* EXERCISE BRIEF *
All entries below are to be set down again exactly as given.

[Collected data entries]
Content starts

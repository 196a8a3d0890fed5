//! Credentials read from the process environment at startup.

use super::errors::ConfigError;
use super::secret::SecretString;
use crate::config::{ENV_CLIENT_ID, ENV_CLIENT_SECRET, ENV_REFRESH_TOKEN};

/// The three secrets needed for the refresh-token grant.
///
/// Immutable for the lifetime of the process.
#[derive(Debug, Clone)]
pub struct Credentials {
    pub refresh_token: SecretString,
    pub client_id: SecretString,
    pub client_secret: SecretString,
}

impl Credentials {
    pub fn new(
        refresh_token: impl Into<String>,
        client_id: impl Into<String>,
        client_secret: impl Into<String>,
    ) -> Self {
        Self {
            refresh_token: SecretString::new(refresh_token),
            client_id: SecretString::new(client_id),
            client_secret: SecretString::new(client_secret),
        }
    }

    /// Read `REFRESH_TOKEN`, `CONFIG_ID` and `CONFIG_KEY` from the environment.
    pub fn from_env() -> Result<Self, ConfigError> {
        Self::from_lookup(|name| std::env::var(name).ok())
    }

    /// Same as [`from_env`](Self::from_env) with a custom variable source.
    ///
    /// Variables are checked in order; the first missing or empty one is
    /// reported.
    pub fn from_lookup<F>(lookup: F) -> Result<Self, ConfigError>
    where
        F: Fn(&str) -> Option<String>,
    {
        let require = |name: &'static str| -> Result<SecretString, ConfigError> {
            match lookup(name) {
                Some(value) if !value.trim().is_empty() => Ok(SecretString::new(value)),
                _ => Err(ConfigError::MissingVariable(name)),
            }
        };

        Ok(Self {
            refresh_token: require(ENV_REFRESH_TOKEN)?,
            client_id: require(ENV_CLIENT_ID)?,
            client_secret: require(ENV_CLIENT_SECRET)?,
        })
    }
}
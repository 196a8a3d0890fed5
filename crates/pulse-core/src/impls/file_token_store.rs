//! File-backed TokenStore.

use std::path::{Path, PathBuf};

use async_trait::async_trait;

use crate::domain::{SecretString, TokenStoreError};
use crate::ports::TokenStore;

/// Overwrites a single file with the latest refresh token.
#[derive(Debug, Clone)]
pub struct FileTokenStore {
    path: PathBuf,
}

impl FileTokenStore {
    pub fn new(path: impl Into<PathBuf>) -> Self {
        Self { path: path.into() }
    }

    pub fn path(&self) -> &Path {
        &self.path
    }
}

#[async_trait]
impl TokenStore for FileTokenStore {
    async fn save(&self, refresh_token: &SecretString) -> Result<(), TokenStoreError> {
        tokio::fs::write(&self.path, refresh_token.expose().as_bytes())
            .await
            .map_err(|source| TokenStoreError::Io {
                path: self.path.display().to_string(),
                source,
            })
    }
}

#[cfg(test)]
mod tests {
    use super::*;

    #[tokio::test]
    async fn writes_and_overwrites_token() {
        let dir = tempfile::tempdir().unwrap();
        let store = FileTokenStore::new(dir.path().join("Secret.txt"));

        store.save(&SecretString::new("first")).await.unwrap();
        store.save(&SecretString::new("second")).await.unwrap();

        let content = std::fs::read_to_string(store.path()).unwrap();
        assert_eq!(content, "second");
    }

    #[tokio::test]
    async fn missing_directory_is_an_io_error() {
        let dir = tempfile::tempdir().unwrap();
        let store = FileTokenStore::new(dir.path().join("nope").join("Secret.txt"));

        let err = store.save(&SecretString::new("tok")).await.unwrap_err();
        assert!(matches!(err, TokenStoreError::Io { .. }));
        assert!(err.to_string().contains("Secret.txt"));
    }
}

Content ends

* RESPONSE AREA *
repository 196a8a3d0890fed5
//! Credentials read from the process environment at startup.

use super::errors::ConfigError;
use super::secret::SecretString;
use crate::config::{ENV_CLIENT_ID, ENV_CLIENT_SECRET, ENV_REFRESH_TOKEN};

/// The three secrets needed for the refresh-token grant.
///
/// Immutable for the lifetime of the process.
#[derive(Debug, Clone)]
pub struct Credentials {
    pub refresh_token: SecretString,
    pub client_id: SecretString,
    pub client_secret: SecretString,
}

impl Credentials {
    pub fn new(
        refresh_token: impl Into<String>,
        client_id: impl Into<String>,
        client_secret: impl Into<String>,
    ) -> Self {
        Self {
            refresh_token: SecretString::new(refresh_token),
            client_id: SecretString::new(client_id),
            client_secret: SecretString::new(client_secret),
        }
    }

    /// Read `REFRESH_TOKEN`, `CONFIG_ID` and `CONFIG_KEY` from the environment.
    pub fn from_env() -> Result<Self, ConfigError> {
        Self::from_lookup(|name| std::env::var(name).ok())
    }

    /// Same as [`from_env`](Self::from_env) with a custom variable source.
    ///
    /// Variables are checked in order; the first missing or empty one is
    /// reported.
    pub fn from_lookup<F>(lookup: F) -> Result<Self, ConfigError>
    where
        F: Fn(&str) -> Option<String>,
    {
        let require = |name: &'static str| -> Result<SecretString, ConfigError> {
            match lookup(name) {
                Some(value) if !value.trim().is_empty() => Ok(SecretString::new(value)),
                _ => Err(ConfigError::MissingVariable(name)),
            }
        };

        Ok(Self {
            refresh_token: require(ENV_REFRESH_TOKEN)?,
            client_id: require(ENV_CLIENT_ID)?,
            client_secret: require(ENV_CLIENT_SECRET)?,
        })
    }
}
repository 196a8a3d0890fed5
filename crates/pulse-core/src/impls/file_token_store.rs
//! File-backed TokenStore.

use std::path::{Path, PathBuf};

use async_trait::async_trait;

use crate::domain::{SecretString, TokenStoreError};
use crate::ports::TokenStore;

/// Overwrites a single file with the latest refresh token.
#[derive(Debug, Clone)]
pub struct FileTokenStore {
    path: PathBuf,
}

impl FileTokenStore {
    pub fn new(path: impl Into<PathBuf>) -> Self {
        Self { path: path.into() }
    }

    pub fn path(&self) -> &Path {
        &self.path
    }
}

#[async_trait]
impl TokenStore for FileTokenStore {
    async fn save(&self, refresh_token: &SecretString) -> Result<(), TokenStoreError> {
        tokio::fs::write(&self.path, refresh_token.expose().as_bytes())
            .await
            .map_err(|source| TokenStoreError::Io {
                path: self.path.display().to_string(),
                source,
            })
    }
}

#[cfg(test)]
mod tests {
    use super::*;

    #[tokio::test]
    async fn writes_and_overwrites_token() {
        let dir = tempfile::tempdir().unwrap();
        let store = FileTokenStore::new(dir.path().join("Secret.txt"));

        store.save(&SecretString::new("first")).await.unwrap();
        store.save(&SecretString::new("second")).await.unwrap();

        let content = std::fs::read_to_string(store.path()).unwrap();
        assert_eq!(content, "second");
    }

    #[tokio::test]
    async fn missing_directory_is_an_io_error() {
        let dir = tempfile::tempdir().unwrap();
        let store = FileTokenStore::new(dir.path().join("nope").join("Secret.txt"));

        let err = store.save(&SecretString::new("tok")).await.unwrap_err();
        assert!(matches!(err, TokenStoreError::Io { .. }));
        assert!(err.to_string().contains("Secret.txt"));
    }
}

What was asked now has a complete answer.